- **About this exercise**:
Each record in the material below must be written out again exactly.

- **Available records**:

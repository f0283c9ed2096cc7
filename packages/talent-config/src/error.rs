pub type Result<T, E = Error> = std::result::Result<T, E>;

#[derive(Debug, thiserror::Error)]
pub enum Error {
	#[error("Failed to read config file at {path:?}: {source}")]
	ReadConfig { path: std::path::PathBuf, source: std::io::Error },
	#[error("Failed to parse config file at {path:?}: {source}")]
	ParseConfig { path: std::path::PathBuf, source: toml::de::Error },
	/// A value parsed but violates a documented constraint; the message names the key.
	#[error("{message}")]
	Validation { message: String },
}
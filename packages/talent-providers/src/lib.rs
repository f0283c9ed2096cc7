//! HTTP adapters for OpenAI-compatible embedding and chat endpoints.

pub mod chat;
pub mod embedding;
pub mod json_output;
pub mod prompt;

mod error;

pub use error::{Error, Result};

use reqwest::header::{AUTHORIZATION, HeaderMap, HeaderName};
use serde_json::{Map, Value};

/// Bearer authorization plus configured static headers. An empty key sends no authorization, which
/// local runtimes such as Ollama accept.
pub fn auth_headers(api_key: &str, default_headers: &Map<String, Value>) -> Result<HeaderMap> {
	let mut headers = HeaderMap::new();

	if !api_key.trim().is_empty() {
		headers.insert(AUTHORIZATION, format!("Bearer {}", api_key.trim()).parse()?);
	}

	for (key, value) in default_headers {
		let Some(raw) = value.as_str() else {
			return Err(Error::InvalidConfig {
				message: format!("Default header {key:?} must have a string value."),
			});
		};

		headers.insert(HeaderName::from_bytes(key.as_bytes())?, raw.parse()?);
	}

	Ok(headers)
}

- **Answer box**:
repository f0283c9ed2096cc7
filename packages/talent-config/src/error.rs
pub type Result<T, E = Error> = std::result::Result<T, E>;

#[derive(Debug, thiserror::Error)]
pub enum Error {
	#[error("Failed to read config file at {path:?}: {source}")]
	ReadConfig { path: std::path::PathBuf, source: std::io::Error },
	#[error("Failed to parse config file at {path:?}: {source}")]
	ParseConfig { path: std::path::PathBuf, source: toml::de::Error },
	/// A value parsed but violates a documented constraint; the message names the key.
	#[error("{message}")]
	Validation { message: String },
}
filename packages/talent-providers/src/lib.rs
repository f0283c9ed2096cc7
//! HTTP adapters for OpenAI-compatible embedding and chat endpoints.

pub mod chat;
pub mod embedding;
pub mod json_output;
pub mod prompt;

mod error;

pub use error::{Error, Result};

use reqwest::header::{AUTHORIZATION, HeaderMap, HeaderName};
use serde_json::{Map, Value};

/// Bearer authorization plus configured static headers. An empty key sends no authorization, which
/// local runtimes such as Ollama accept.
pub fn auth_headers(api_key: &str, default_headers: &Map<String, Value>) -> Result<HeaderMap> {
	let mut headers = HeaderMap::new();

	if !api_key.trim().is_empty() {
		headers.insert(AUTHORIZATION, format!("Bearer {}", api_key.trim()).parse()?);
	}

	for (key, value) in default_headers {
		let Some(raw) = value.as_str() else {
			return Err(Error::InvalidConfig {
				message: format!("Default header {key:?} must have a string value."),
			});
		};

		headers.insert(HeaderName::from_bytes(key.as_bytes())?, raw.parse()?);
	}

	Ok(headers)
}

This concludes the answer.